If I were a Seoul politician on the campaign trail, I’d spend as much time as possible being photographed in Junggok, glad-handing the locals, saying folksy things, and showing how much I liked spending time with people just like you. That’s because Junggok is just about the most emphatically average neighborhood you’ll find in this entire city. The buildings, businesses, demographics, income levels, all of it so average that it’s hard for me to find much to say about the area that I haven’t said about dozens of other areas already.
Junggok has a main drag running above the station, in this case Neungdong-ro (능동로), where the bulk of businesses and chain stores are to be found; a couple of secondary roads on either side, here Myeonmok-ro (면목로) and Junggok-gil (중곡길), where you’ll find more shops and restaurants, most of these local, independent places; and, between and around these roads, neighborhoods of villa and red brick apartment buildings. There’s a hospital just outside the station, a couple schools dotted around, a Buddhist temple, and a neighborhood market. Everyone looks to be comfortably middle-class and the majority of the neighborhood’s residents are families. If that’s not a recipe for a campaign ad I don’t know what is. As a bonus, you can throw in some shots of nearby Yongma Mountain (용마산) for ambiance.

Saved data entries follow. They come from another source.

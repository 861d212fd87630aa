pub mod api;
pub mod config;
pub mod jobs;
pub mod logic;
pub mod model;
pub mod seed;
pub mod store;

pub use api::handlers;
pub use api::routes;
pub use model::*;
pub use store::{MemoryStore, PostgresStore, Store};

/// Run the HTTP server end to end: env, logging, config, migrations,
/// optional seed, serve. Used by the binary and by integration tests.
pub async fn run_server() -> anyhow::Result<()> {
    use std::sync::Arc;
    use tokio::net::TcpListener;

    dotenvy::dotenv().ok();
    let _ = env_logger::Builder::from_env(env_logger::Env::default().default_filter_or("info"))
        .try_init();

    let config = crate::config::AppConfig::load()?;

    let database_url = config.database_url()?;
    let postgres_store = crate::store::PostgresStore::new(&database_url).await?;
    postgres_store.migrate().await?;

    let store = Arc::new(postgres_store);
    crate::seed::load_seed_data(&*store).await?;

    let app = crate::api::routes::create_router(config.read_only)
        .with_state(store)
        .layer(tower_http::trace::TraceLayer::new_for_http());
    let listener = TcpListener::bind(config.server_address()).await?;
    axum::serve(listener, app).await?;

    Ok(())
}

Just below the mountain, in what counts as one of the neighborhood’s sole diversions, is Yongam Temple (용암사). I got there by taking a right out of Exit 1, walking up Neungdong-ro, hanging a sharp right on Junggok-gil, and then a left on Yongmasan-ro-28-gil (용마산로28길), though once on that street I noticed that it ran directly to Neungdong-ro. It was a steep but not long walk up to the temple, past some kids running around and people leaving their homes to do errands.
The entryway at the front of the temple doubled as a bell tower – below, the doors I passed through were painted with a pair of fierce door guardians, typical of Buddhist temples, one wielding a sword, the other brandishing a long pike, and on the platform above, a large iron bell hung from the intricately carved and painted roof.
The temple’s outer walls were covered with pictures illustrating scenes from the Buddha’s life, and in the courtyard were several new-looking statues. Behind the temple two large white banners had been unfurled across the rock face abutting the grounds. One horizontal and one vertical, they each bore a single stylized Chinese character painted in wide black brushstrokes.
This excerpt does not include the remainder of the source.